¿Cómo conozco realmente a Dios? Aceptándolo

Conocer realmente a Dios es esencialmente aceptarlo como nuestro Salvador. Ya Jesús nos libró de la muerte en el pecado. Y un ser humano muerto no puede regresar a la vida para conocer a una persona. A pesar de haber aceptado las bondades de Cristo a través de la Fe, así iniciamos conocer realmente a Dios. Lo genial de la salvación no es sólo habernos librado del pecado, sino que vivimos en Cristo. Pues siempre estamos invitados por Dios a escucharlo, porque somos parte de su familia.

Conocer a Dios por su palabra

La Biblia está repleta de la palabra de Dios. Debemos leerla y escucharla para conocer  realmente a Dios. A pesar que no conozcamos en pleno a Dios en esta vida, pero sí parcialmente, Él nos ha revelado muchas cosas de sí mismo. Sólo basta mirar alrededor, todo es su creación, una revelación para todos en general. Y también nos revelo mucho de sí mismo en la palabra inspirada por Él a través de la Biblia y la Palabra encarnada, Jesús.
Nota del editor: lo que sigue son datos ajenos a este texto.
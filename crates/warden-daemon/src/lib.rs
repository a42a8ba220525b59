//! Warden Daemon - Access-control appliance runtime
//!
//! This crate provides:
//! - Configuration loading and validation
//! - The three concurrent execution contexts: range-sensor loop,
//!   keypad event processor, and display scheduler
//! - Collaborator traits for the physical drivers (range sensor,
//!   display sink, credential store)
//! - Simulated drivers for bring-up and integration testing

pub mod config;
pub mod display;
pub mod error;
pub mod intrusion;
pub mod keypad;
pub mod sensor;
pub mod sim;
pub mod store;

pub use config::WardenConfig;
pub use display::{DisplayScheduler, DisplaySink, Frame};
pub use error::{DaemonError, Result};
pub use intrusion::IntrusionMonitor;
pub use keypad::{KeyEvent, KeypadEventProcessor};
pub use sensor::{RangeSensor, SensorError};
pub use store::{CredentialStore, FileCredentialStore, MemoryCredentialStore};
Dios nos envió su Espíritu Santo para entender Su palabra y poder percibir lo que Dios nos quiere revelar.

Relación intima con Dios

Ciertamente leer su palabra nos relaciona y nos conlleva a conocer realmente a Dios. A pesar de eso, igualmente  podemos Orar, compartir el compañerismo y la adoración. Dios siempre anhela estar en constante comunicación con nosotros. Entonces mantengamos esa relación como si se tratase de un gran amigo personal; por mucho tiempo, manteniendo siempre el contacto y compartiendo nuestro corazón. De ese modo estudiamos la verdad de Su Palabra y también prestamos atención a nuestras experiencias.

En ese sentido le pedimos a Dios que nos guíe, así como  Jesús nos dijo: «Así que yo os digo: Pidan, y se os dará; busquen, y encontrarán; llamen, y se les abrirá la puerta. Porque todo el que pide recibe; el que busca encuentra; y al que llama, se le abre». Lucas 11: 9-10. «Hemos sido invitados a buscar a Dios. Podemos hacerlo con valentía». Hebreos 4:16.
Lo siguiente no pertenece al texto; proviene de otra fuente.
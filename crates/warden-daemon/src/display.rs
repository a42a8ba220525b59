//! Display rendering
//!
//! Renders the current lock status onto an 8x8 monochrome frame at a
//! fixed cadence. The scheduler owns the two transient-timeout
//! behaviors: the one-tick key glyph and the idle fallback to Locked.
//! The failure blink is a bounded synchronous animation inside a tick;
//! it sleeps on the async runtime and never holds the state lock.

use std::time::Duration;

use tokio::sync::watch;
use tokio::time::{Instant, MissedTickBehavior};
use tracing::{debug, info};

use warden_core::{LockStatus, SharedLockState};

/// One 8x8 monochrome frame. One byte per row, MSB = leftmost pixel.
#[derive(Debug, Clone, Copy, PartialEq, Eq)]
pub struct Frame(pub [u8; 8]);

impl Frame {
    pub const EMPTY: Frame = Frame([0; 8]);

    /// Pixel value at (x, y); origin top-left.
    pub fn pixel(&self, x: usize, y: usize) -> bool {
        y < 8 && x < 8 && self.0[y] & (0x80 >> x) != 0
    }
}

/// Closed padlock: shackle into both shoulders of the body
pub const GLYPH_LOCKED: Frame = Frame([0x3C, 0x66, 0x42, 0x42, 0x7E, 0x7E, 0x7E, 0x7E]);

/// Open padlock: shackle swung free of the right shoulder
pub const GLYPH_UNLOCKED: Frame = Frame([0x18, 0x24, 0x42, 0x40, 0x7E, 0x7E, 0x7E, 0x7E]);

/// No-entry sign: circle with a diagonal bar
pub const GLYPH_NO_ENTRY: Frame = Frame([0x3C, 0x42, 0xA1, 0x91, 0x89, 0x85, 0x42, 0x3C]);

/// Exclamation mark
pub const GLYPH_ALERT: Frame = Frame([0x18, 0x18, 0x18, 0x18, 0x18, 0x00, 0x18, 0x18]);

/// Capital R shown while a password reset is pending
pub const GLYPH_RESET: Frame = Frame([0x7C, 0x42, 0x42, 0x7C, 0x50, 0x48, 0x44, 0x42]);

/// Filled block for characters outside the keypad legend
const GLYPH_UNKNOWN: Frame = Frame([0xFF; 8]);

/// The sixteen keypad characters, in legend order
const KEYPAD_FONT: [(char, Frame); 16] = [
    ('0', Frame([0x3C, 0x42, 0x46, 0x5A, 0x62, 0x42, 0x3C, 0x00])),
    ('1', Frame([0x10, 0x30, 0x10, 0x10, 0x10, 0x10, 0x38, 0x00])),
    ('2', Frame([0x3C, 0x42, 0x02, 0x0C, 0x30, 0x40, 0x7E, 0x00])),
    ('3', Frame([0x3C, 0x42, 0x02, 0x1C, 0x02, 0x42, 0x3C, 0x00])),
    ('4', Frame([0x08, 0x18, 0x28, 0x48, 0x7E, 0x08, 0x08, 0x00])),
    ('5', Frame([0x7E, 0x40, 0x7C, 0x02, 0x02, 0x42, 0x3C, 0x00])),
    ('6', Frame([0x1C, 0x20, 0x40, 0x7C, 0x42, 0x42, 0x3C, 0x00])),
    ('7', Frame([0x7E, 0x02, 0x04, 0x08, 0x10, 0x10, 0x10, 0x00])),
    ('8', Frame([0x3C, 0x42, 0x42, 0x3C, 0x42, 0x42, 0x3C, 0x00])),
    ('9', Frame([0x3C, 0x42, 0x42, 0x3E, 0x02, 0x04, 0x38, 0x00])),
    ('A', Frame([0x18, 0x24, 0x42, 0x42, 0x7E, 0x42, 0x42, 0x00])),
    ('B', Frame([0x7C, 0x42, 0x42, 0x7C, 0x42, 0x42, 0x7C, 0x00])),
    ('C', Frame([0x3C, 0x42, 0x40, 0x40, 0x40, 0x42, 0x3C, 0x00])),
    ('D', Frame([0x78, 0x44, 0x42, 0x42, 0x42, 0x44, 0x78, 0x00])),
    ('*', Frame([0x00, 0x54, 0x38, 0x7C, 0x38, 0x54, 0x00, 0x00])),
    ('#', Frame([0x24, 0x7E, 0x24, 0x24, 0x24, 0x7E, 0x24, 0x00])),
];

/// Glyph for a pressed keypad character
pub fn glyph_for_key(key: char) -> Frame {
    KEYPAD_FONT
        .iter()
        .find(|(c, _)| *c == key)
        .map(|(_, frame)| *frame)
        .unwrap_or(GLYPH_UNKNOWN)
}

/// Full-frame output device boundary
pub trait DisplaySink: Send {
    fn draw(&mut self, frame: &Frame);
    fn clear(&mut self);
}

/// Periodic renderer of the shared lock state
pub struct DisplayScheduler<D: DisplaySink> {
    state: SharedLockState,
    sink: D,
    period: Duration,
    idle_timeout: Duration,
    blink_count: u32,
    /// Pending idle fallback; local to rendering, no other context
    /// reads it.
    deadline: Option<Instant>,
}

impl<D: DisplaySink> DisplayScheduler<D> {
    pub fn new(
        state: SharedLockState,
        sink: D,
        period: Duration,
        idle_timeout: Duration,
        blink_count: u32,
    ) -> Self {
        Self {
            state,
            sink,
            period,
            idle_timeout,
            blink_count,
            deadline: None,
        }
    }

    /// Render on a self-rearming interval until shutdown, then push a
    /// final cleared frame.
    pub async fn run(mut self, mut shutdown: watch::Receiver<bool>) {
        info!(period_ms = self.period.as_millis() as u64, "display scheduler started");
        let mut ticker = tokio::time::interval(self.period);
        ticker.set_missed_tick_behavior(MissedTickBehavior::Delay);

        loop {
            tokio::select! {
                _ = ticker.tick() => self.render_tick().await,
                changed = shutdown.changed() => {
                    if changed.is_err() || *shutdown.borrow() {
                        break;
                    }
                }
            }
        }

        self.sink.clear();
        info!("display scheduler stopped");
    }

    /// One render pass over the current status.
    pub async fn render_tick(&mut self) {
        let snapshot = self.state.snapshot();
        match snapshot.status {
            LockStatus::KeyPressed => {
                self.deadline = None;
                let key = snapshot.buffer.chars().last().unwrap_or(' ');
                self.sink.draw(&glyph_for_key(key));
                // The glyph is shown for exactly one tick
                self.state.transition_from(LockStatus::KeyPressed, LockStatus::Default);
            }
            LockStatus::Unlocked => {
                self.deadline = None;
                self.sink.draw(&GLYPH_UNLOCKED);
            }
            LockStatus::Locked => {
                self.deadline = None;
                self.sink.draw(&GLYPH_LOCKED);
            }
            LockStatus::Intruder => {
                self.deadline = None;
                self.sink.draw(&GLYPH_ALERT);
            }
            LockStatus::ResetPassword => {
                self.deadline = None;
                self.sink.draw(&GLYPH_RESET);
            }
            LockStatus::Failed => {
                self.deadline = None;
                self.blink_rejection().await;
                // Compare-and-set so a reset pressed mid-blink is not
                // clobbered; rendering-wise the animation always ends
                // the Failed state.
                self.state.transition_from(LockStatus::Failed, LockStatus::Locked);
            }
            LockStatus::Default => {
                // Keep the last frame; arm the idle fallback once and
                // fire it exactly once.
                match self.deadline {
                    None => {
                        self.deadline = Some(Instant::now() + self.idle_timeout);
                    }
                    Some(deadline) if Instant::now() >= deadline => {
                        self.deadline = None;
                        if self.state.transition_from(LockStatus::Default, LockStatus::Locked) {
                            debug!("idle timeout, re-locking");
                        }
                    }
                    Some(_) => {}
                }
            }
        }
    }

    /// Bounded on/off animation for a rejected password. Rare and
    /// finite, so extending the tick is acceptable.
    async fn blink_rejection(&mut self) {
        for _ in 0..self.blink_count {
            self.sink.draw(&GLYPH_NO_ENTRY);
            tokio::time::sleep(self.period).await;
            self.sink.clear();
            tokio::time::sleep(self.period).await;
        }
    }
}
¿Cómo se presenta Dios en nuestras vidas? Apenas abrimos los ojos

Obedeciendo a Dios

Si obedecemos su ley y sus mandamientos, esto nos llevará a Conocer realmente a Dios. Pues Jesús dijo:

«Permanezcan en mí, y yo permaneceré en ustedes. Así como ninguna rama puede dar fruto por sí misma, sino que tiene que permanecer en la vid, así tampoco ustedes pueden dar fruto si no permanecen en mí». Juan 15: 4.

«Ustedes son mis amigos si hacen lo que yo les mando. No me escogieron ustedes a mí, sino que yo los escogí a ustedes y los comisioné para que vayan y den fruto, un fruto que perdure. Así el Padre les dará todo lo que le pidan en mi nombre. Este es mi mandamiento: que se amen los unos a los otros». Juan 14:16-17.
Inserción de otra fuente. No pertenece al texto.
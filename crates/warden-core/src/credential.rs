//! Salted iterated-hash credentials
//!
//! Passwords are never stored or transmitted in plaintext. A credential
//! is a fresh random salt plus a PBKDF2-HMAC-SHA512 derivation of the
//! password under that salt, encoded as fixed-width hex (salt first) so
//! the boundary is unambiguous on decode.

use hmac::Hmac;
use rand::rngs::OsRng;
use rand::RngCore;
use sha2::Sha512;
use subtle::ConstantTimeEq;
use zeroize::Zeroizing;

use crate::error::{Error, Result};
use crate::{DEFAULT_HASH_ITERATIONS, DERIVED_LEN, SALT_LEN};

/// Hex length of the salt prefix in the encoded form
const SALT_HEX_LEN: usize = SALT_LEN * 2;

/// A stored password credential: random salt + derived key
#[derive(Clone, PartialEq, Eq)]
pub struct Credential {
    salt: [u8; SALT_LEN],
    derived: [u8; DERIVED_LEN],
}

impl Credential {
    /// Derive a fresh credential for `password` with a new random salt.
    ///
    /// CPU-bound at the configured iteration count; callers on an async
    /// runtime should run this on a blocking worker.
    pub fn derive(password: &str, iterations: u32) -> Result<Self> {
        let mut salt = [0u8; SALT_LEN];
        OsRng.fill_bytes(&mut salt);

        let derived = derive_key(password, &salt, iterations)?;
        Ok(Self { salt, derived })
    }

    /// Derive with the default iteration count
    pub fn derive_default(password: &str) -> Result<Self> {
        Self::derive(password, DEFAULT_HASH_ITERATIONS)
    }

    /// Verify `password` against this credential.
    ///
    /// Comparison is constant-time. A wrong password is `false`, not an
    /// error.
    pub fn verify(&self, password: &str, iterations: u32) -> bool {
        match derive_key(password, &self.salt, iterations) {
            Ok(candidate) => self.derived[..].ct_eq(&candidate[..]).into(),
            Err(_) => false,
        }
    }

    /// Encode for storage: salt hex (64 chars) followed by derived-key
    /// hex (128 chars).
    pub fn encode(&self) -> String {
        let mut out = String::with_capacity(SALT_HEX_LEN + DERIVED_LEN * 2);
        out.push_str(&hex::encode(self.salt));
        out.push_str(&hex::encode(self.derived));
        out
    }

    /// Decode a stored credential.
    pub fn decode(encoded: &str) -> Result<Self> {
        let expected = SALT_HEX_LEN + DERIVED_LEN * 2;
        if !encoded.is_ascii() {
            return Err(Error::CredentialFormat("non-ascii input".to_string()));
        }
        if encoded.len() != expected {
            return Err(Error::CredentialFormat(format!(
                "expected {} hex chars, got {}",
                expected,
                encoded.len()
            )));
        }

        let mut salt = [0u8; SALT_LEN];
        hex::decode_to_slice(&encoded[..SALT_HEX_LEN], &mut salt)
            .map_err(|e| Error::CredentialFormat(format!("invalid salt hex: {}", e)))?;

        let mut derived = [0u8; DERIVED_LEN];
        hex::decode_to_slice(&encoded[SALT_HEX_LEN..], &mut derived)
            .map_err(|e| Error::CredentialFormat(format!("invalid key hex: {}", e)))?;

        Ok(Self { salt, derived })
    }

    /// The salt bytes (exposed for diagnostics/tests)
    pub fn salt(&self) -> &[u8; SALT_LEN] {
        &self.salt
    }
}

impl std::fmt::Debug for Credential {
    // Never print key material
    fn fmt(&self, f: &mut std::fmt::Formatter<'_>) -> std::fmt::Result {
        f.debug_struct("Credential")
            .field("salt", &hex::encode(&self.salt[..4]))
            .finish_non_exhaustive()
    }
}

/// PBKDF2-HMAC-SHA512 over `salt || password`
fn derive_key(password: &str, salt: &[u8; SALT_LEN], iterations: u32) -> Result<[u8; DERIVED_LEN]> {
    let password = Zeroizing::new(password.as_bytes().to_vec());
    let mut out = [0u8; DERIVED_LEN];
    pbkdf2::pbkdf2::<Hmac<Sha512>>(password.as_slice(), salt, iterations, &mut out)
        .map_err(|e| Error::Crypto(format!("key derivation failed: {}", e)))?;
    Ok(out)
}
Es como cuando obedecemos a alguien, es porque ya conocemos que quiere de nosotros. Obedecer a Dios es una experiencia agradable, pues recibimos sus bendiciones, para eso son sus mandamientos, para nuestro bien. Estar con Dios es una forma de llegar a conocerlo; si lo logramos nuestras actitudes y acciones comenzarán a reflejar el carácter de Dios.

«Ciertamente sin fe es imposible agradar a Dios, ya que cualquiera que se acerca a Dios tiene que creer que él existe y que recompensa a quienes lo buscan». Hebreos 11: 6.

Ese versículo resume la clave para conocer realmente a Dios. Lo primero que debemos hacer es tener Fe para creer en Dios. Entonces debemos entender su carácter, que Él tiene maravillas guardadas para nosotros. Finalmente, debemos buscarlo seriamente. Su palabra en la Biblia nos llama a amar a Dios en espíritu y verdad,  con toda la fuerza de nuestro corazón, del alma, y la mente. Cuando lo conocemos le estaremos diciendo que estamos contentos por recibir Su amor.  Conocerlo es una respuesta de vida a su amor por nosotros.